use super::emi;
use super::error::EngineError;
use super::types::{AffordabilityInput, AffordabilityResult, EmploymentType};

/// Fixed-Obligations-to-Income-Ratio cap: at most half of gross income may
/// service installments.
const FOIR: f64 = 0.5;

/// Loan-to-value cap on the collateral property.
const LTV_STANDARD: f64 = 0.75;
/// Relaxed cap for borrowers with a known score of 750 or better.
const LTV_PRIME: f64 = 0.85;

const MIN_CREDIT_SCORE: u32 = 300;
const MAX_CREDIT_SCORE: u32 = 900;
const PRIME_CREDIT_SCORE: u32 = 750;

/// Band table applied only when a score is supplied.
pub fn credit_score_multiplier(score: u32) -> f64 {
    match score {
        800.. => 1.10,
        750.. => 1.00,
        700.. => 0.90,
        650.. => 0.80,
        _ => 0.70,
    }
}

pub fn employment_multiplier(employment: EmploymentType) -> f64 {
    match employment {
        EmploymentType::Salaried => 1.00,
        EmploymentType::BusinessOwner => 0.90,
        EmploymentType::SelfEmployed => 0.85,
    }
}

/// Inverts the installment formula under the FOIR budget, applies the
/// qualification multipliers, then caps the result by the LTV limit.
pub fn estimate_affordability(
    input: &AffordabilityInput,
) -> Result<AffordabilityResult, EngineError> {
    validate_input(input)?;

    let max_allowed_installment = input.monthly_income * FOIR;
    let available_for_new_installment =
        (max_allowed_installment - input.existing_obligations).max(0.0);

    let monthly_rate = input.annual_rate_percent / 12.0 / 100.0;
    let months = input.tenure_years.min(emi::MAX_TENURE_MONTHS / 12) * 12;
    let base_eligible_principal = if available_for_new_installment > 0.0 {
        emi::principal_from_installment(available_for_new_installment, monthly_rate, months)?
    } else {
        0.0
    };

    let credit_multiplier = input.credit_score.map_or(1.0, credit_score_multiplier);
    let employment_multiplier = employment_multiplier(input.employment);
    let income_based_eligibility =
        base_eligible_principal * credit_multiplier * employment_multiplier;

    let ltv = match input.credit_score {
        Some(score) if score >= PRIME_CREDIT_SCORE => LTV_PRIME,
        _ => LTV_STANDARD,
    };
    let loan_to_value_limit = input.property_value * ltv;

    let eligible_principal = income_based_eligibility.min(loan_to_value_limit).max(0.0);

    Ok(AffordabilityResult {
        max_allowed_installment,
        available_for_new_installment,
        base_eligible_principal,
        credit_score_multiplier: credit_multiplier,
        employment_multiplier,
        income_based_eligibility,
        loan_to_value_limit,
        eligible_principal,
    })
}

fn validate_input(input: &AffordabilityInput) -> Result<(), EngineError> {
    if !input.monthly_income.is_finite() || input.monthly_income <= 0.0 {
        return Err(EngineError::InvalidInput(format!(
            "monthly income must be a positive finite amount, got {}",
            input.monthly_income
        )));
    }
    if input.tenure_years == 0 {
        return Err(EngineError::InvalidInput(
            "tenure must be at least one year".to_string(),
        ));
    }
    if !input.annual_rate_percent.is_finite() || input.annual_rate_percent < 0.0 {
        return Err(EngineError::InvalidInput(format!(
            "annual rate must be finite and >= 0, got {}",
            input.annual_rate_percent
        )));
    }
    if !input.existing_obligations.is_finite() || input.existing_obligations < 0.0 {
        return Err(EngineError::InvalidInput(format!(
            "existing obligations must be finite and >= 0, got {}",
            input.existing_obligations
        )));
    }
    if !input.property_value.is_finite() || input.property_value < 0.0 {
        return Err(EngineError::InvalidInput(format!(
            "property value must be finite and >= 0, got {}",
            input.property_value
        )));
    }
    if let Some(score) = input.credit_score {
        if !(MIN_CREDIT_SCORE..=MAX_CREDIT_SCORE).contains(&score) {
            return Err(EngineError::InvalidInput(format!(
                "credit score must be {MIN_CREDIT_SCORE}-{MAX_CREDIT_SCORE}, got {score}"
            )));
        }
    }
    Ok(())
}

---

Exercise requirements: Every line of the data must appear again in the answer, exactly as written.

Problem solution:
use super::emi;
use super::error::EngineError;
use super::types::{AffordabilityInput, AffordabilityResult, EmploymentType};

/// Fixed-Obligations-to-Income-Ratio cap: at most half of gross income may
/// service installments.
const FOIR: f64 = 0.5;

/// Loan-to-value cap on the collateral property.
const LTV_STANDARD: f64 = 0.75;
/// Relaxed cap for borrowers with a known score of 750 or better.
const LTV_PRIME: f64 = 0.85;

const MIN_CREDIT_SCORE: u32 = 300;
const MAX_CREDIT_SCORE: u32 = 900;
const PRIME_CREDIT_SCORE: u32 = 750;

/// Band table applied only when a score is supplied.
pub fn credit_score_multiplier(score: u32) -> f64 {
    match score {
        800.. => 1.10,
        750.. => 1.00,
        700.. => 0.90,
        650.. => 0.80,
        _ => 0.70,
    }
}

pub fn employment_multiplier(employment: EmploymentType) -> f64 {
    match employment {
        EmploymentType::Salaried => 1.00,
        EmploymentType::BusinessOwner => 0.90,
        EmploymentType::SelfEmployed => 0.85,
    }
}

/// Inverts the installment formula under the FOIR budget, applies the
/// qualification multipliers, then caps the result by the LTV limit.
pub fn estimate_affordability(
    input: &AffordabilityInput,
) -> Result<AffordabilityResult, EngineError> {
    validate_input(input)?;

    let max_allowed_installment = input.monthly_income * FOIR;
    let available_for_new_installment =
        (max_allowed_installment - input.existing_obligations).max(0.0);

    let monthly_rate = input.annual_rate_percent / 12.0 / 100.0;
    let months = input.tenure_years.min(emi::MAX_TENURE_MONTHS / 12) * 12;
    let base_eligible_principal = if available_for_new_installment > 0.0 {
        emi::principal_from_installment(available_for_new_installment, monthly_rate, months)?
    } else {
        0.0
    };

    let credit_multiplier = input.credit_score.map_or(1.0, credit_score_multiplier);
    let employment_multiplier = employment_multiplier(input.employment);
    let income_based_eligibility =
        base_eligible_principal * credit_multiplier * employment_multiplier;

    let ltv = match input.credit_score {
        Some(score) if score >= PRIME_CREDIT_SCORE => LTV_PRIME,
        _ => LTV_STANDARD,
    };
    let loan_to_value_limit = input.property_value * ltv;

    let eligible_principal = income_based_eligibility.min(loan_to_value_limit).max(0.0);

    Ok(AffordabilityResult {
        max_allowed_installment,
        available_for_new_installment,
        base_eligible_principal,
        credit_score_multiplier: credit_multiplier,
        employment_multiplier,
        income_based_eligibility,
        loan_to_value_limit,
        eligible_principal,
    })
}

fn validate_input(input: &AffordabilityInput) -> Result<(), EngineError> {
    if !input.monthly_income.is_finite() || input.monthly_income <= 0.0 {
        return Err(EngineError::InvalidInput(format!(
            "monthly income must be a positive finite amount, got {}",
            input.monthly_income
        )));
    }
    if input.tenure_years == 0 {
        return Err(EngineError::InvalidInput(
            "tenure must be at least one year".to_string(),
        ));
    }
    if !input.annual_rate_percent.is_finite() || input.annual_rate_percent < 0.0 {
        return Err(EngineError::InvalidInput(format!(
            "annual rate must be finite and >= 0, got {}",
            input.annual_rate_percent
        )));
    }
    if !input.existing_obligations.is_finite() || input.existing_obligations < 0.0 {
        return Err(EngineError::InvalidInput(format!(
            "existing obligations must be finite and >= 0, got {}",
            input.existing_obligations
        )));
    }
    if !input.property_value.is_finite() || input.property_value < 0.0 {
        return Err(EngineError::InvalidInput(format!(
            "property value must be finite and >= 0, got {}",
            input.property_value
        )));
    }
    if let Some(score) = input.credit_score {
        if !(MIN_CREDIT_SCORE..=MAX_CREDIT_SCORE).contains(&score) {
            return Err(EngineError::InvalidInput(format!(
                "credit score must be {MIN_CREDIT_SCORE}-{MAX_CREDIT_SCORE}, got {score}"
            )));
        }
    }
    Ok(())
}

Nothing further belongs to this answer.